Я знаю законы (часть 1)

Я знаю законы. Мне нравится листать толстые тома кодексов и сборников федеральных законов. Запоминать умные слова и обороты, пытаться вникнуть в суть изложенного. Сколько себя помню, я любил читать законодательство с самого детства – я очень хотел быть похожим на своего отца, юриста по профессии, который знал множество умных слов, и, как мне казалось, все законы наизусть. После букваря и учебника чтения в третьем классе моей самой любимой книгой был Уголовный кодекс. Просто он был намного понятнее и интереснее, чем, к примеру, Гражданский, и можно было козырнуть перед ребятами на улице своими знаниями о наказаниях и составе того или иного преступления. Я зачитывал его до дыр и к пятому классу знал практически наизусть.
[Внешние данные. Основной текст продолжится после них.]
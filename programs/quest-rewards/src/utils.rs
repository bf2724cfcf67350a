use anchor_lang::{
    prelude::*,
    solana_program::{program::invoke, system_instruction}
};
use anchor_spl::token_interface::{self, TransferChecked};
use crate::{
    constants::MAX_BPS,
    error::QuestRewardsError
};

// This function computes a basis-point share of an amount, rounding down
// Params
//   amount - Gross amount
//   bp - Share in basis points (1/10000)
// Return
//   floor(amount * bp / 10000)
pub fn bp_share(amount: u64, bp: u64) -> u64 {
    (amount as u128)
        .checked_mul(bp as u128)
        .unwrap()
        .checked_div(MAX_BPS as u128)
        .unwrap() as u64
}

/// Transfers lamports from one account (must be program owned)
/// to another account. The recipient can be any account
pub fn transfer_lamports(
    from_account: &AccountInfo,
    to_account: &AccountInfo,
    amount_of_lamports: u64
) -> Result<()> {
    // Does the from account have enough lamports to transfer?
    if **from_account.try_borrow_lamports()? < amount_of_lamports {
        return Err(QuestRewardsError::InsufficientFund.into());
    }
    // Debit from_account and credit to_account
    **from_account.try_borrow_mut_lamports()? -= amount_of_lamports;
    **to_account.try_borrow_mut_lamports()? += amount_of_lamports;
    Ok(())
}

// This function transfers lamports out of a signer account via the system program
// Params
//   from - Paying signer
//   to - Recipient
//   system_program - System program
//   amount - Amount of lamports
// Return
//   Ok on success, ErrorCode on failure
pub fn transfer_from_signer<'a>(
    from: AccountInfo<'a>,
    to: AccountInfo<'a>,
    system_program: AccountInfo<'a>,
    amount: u64
) -> Result<()> {
    if amount == 0 {
        return Ok(());
    }
    invoke(
        &system_instruction::transfer(from.key, to.key, amount),
        &[from, to, system_program]
    )?;
    Ok(())
}

// This function transfers fungible tokens between token accounts
// Params
//   from - Source token account
//   to - Destination token account
//   authority - Source authority (signer)
//   mint - Token mint
//   token_program - Token program
//   amount - Amount of tokens
//   decimals - Mint decimals
// Return
//   Ok on success, ErrorCode on failure
pub fn transfer_tokens<'a>(
    from: AccountInfo<'a>,
    to: AccountInfo<'a>,
    authority: AccountInfo<'a>,
    mint: AccountInfo<'a>,
    token_program: AccountInfo<'a>,
    amount: u64,
    decimals: u8
) -> Result<()> {
    if amount == 0 {
        return Ok(());
    }
    let cpi_accounts = TransferChecked {
        from,
        mint,
        to,
        authority
    };
    token_interface::transfer_checked(
        CpiContext::new(token_program, cpi_accounts),
        amount,
        decimals
    )?;
    Ok(())
}

#[cfg(test)]
mod tests {
    use super::*;

    #[test]
    fn test_bp_share_rounds_down() {
        assert_eq!(bp_share(1000, 200), 20);
        assert_eq!(bp_share(1000, 700), 70);
        assert_eq!(bp_share(1000, 100), 10);
        assert_eq!(bp_share(999, 100), 9); // 9.99 floors to 9
        assert_eq!(bp_share(1, 9999), 0);
    }

    #[test]
    fn test_bp_share_full_and_zero() {
        assert_eq!(bp_share(12_345, MAX_BPS), 12_345);
        assert_eq!(bp_share(12_345, 0), 0);
        assert_eq!(bp_share(0, 5000), 0);
    }

    #[test]
    fn test_bp_share_no_overflow_at_max() {
        // u64::MAX * 10000 stays inside u128
        assert_eq!(bp_share(u64::MAX, MAX_BPS), u64::MAX);
        assert_eq!(bp_share(u64::MAX, 5000), u64::MAX / 2);
    }
}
К сожалению, в школе нормы Уголовного кодекса мало кого волнуют. Я это понял еще в первом классе, когда меня в начале учебного года отмудохали два третьеклассника на школьном дворе. Оскорбления, побои, унижения, издевательства и истязания – все это всегда махровым цветом расцветало среди моих сверстников. Знаний законов, чтобы тебя все это обошло стороной, здесь было недостаточно – от всех бед тебя могла спасти лишь грубая физическая сила, злоба, жестокость, или два-три надежных друга, обладающих такими качествами. У меня не было ничего из перечисленного, а потому я быстро оказался в числе школьных изгоев. С рождения я был редкостным доходягой, который в начальной школе не мог подтянуться и одного раза, а близких друзей у меня просто не было. И дело было вовсе не в том, что я был замкнутым или сторонился людей (хотя со временем пришло и это). Просто мне были чужды интересы большинства моих знакомых мальчишек, вроде стрельбы из рогаток по стеклам, подглядывания за девчонками в школьном туалете или избиения толпой какого-нибудь бедолаги с чужого района, а им непонятен был мой интерес ко книгам и, как следствие, зачастую сложная для их понимания речь, в которой было много незнакомых им слов, отчего им почему-то становилось обидно, а мне, в итоге – еще и больно!

В дошкольном возрасте я еще не слишком выделялся среди своих сверстников, разве что пакостил поменьше, но вот в школе быстро начались проблемы. Если в начальных классах все было еще терпимо, но к пятому классу все ребята уже разделились на отдельные компании, а заодно – и на касты, и я там занимал далеко не самое привилегированное положение. Ситуация усугубилась еще и тем, что в седьмом классе родители решили переехать в большой город, поскольку отец видел там для себя больше перспектив, и я попал в совершенно незнакомый коллектив, хотя и со знакомыми уже порядками – только более жесткими, в силу влияния большого города и пубертатного возраста.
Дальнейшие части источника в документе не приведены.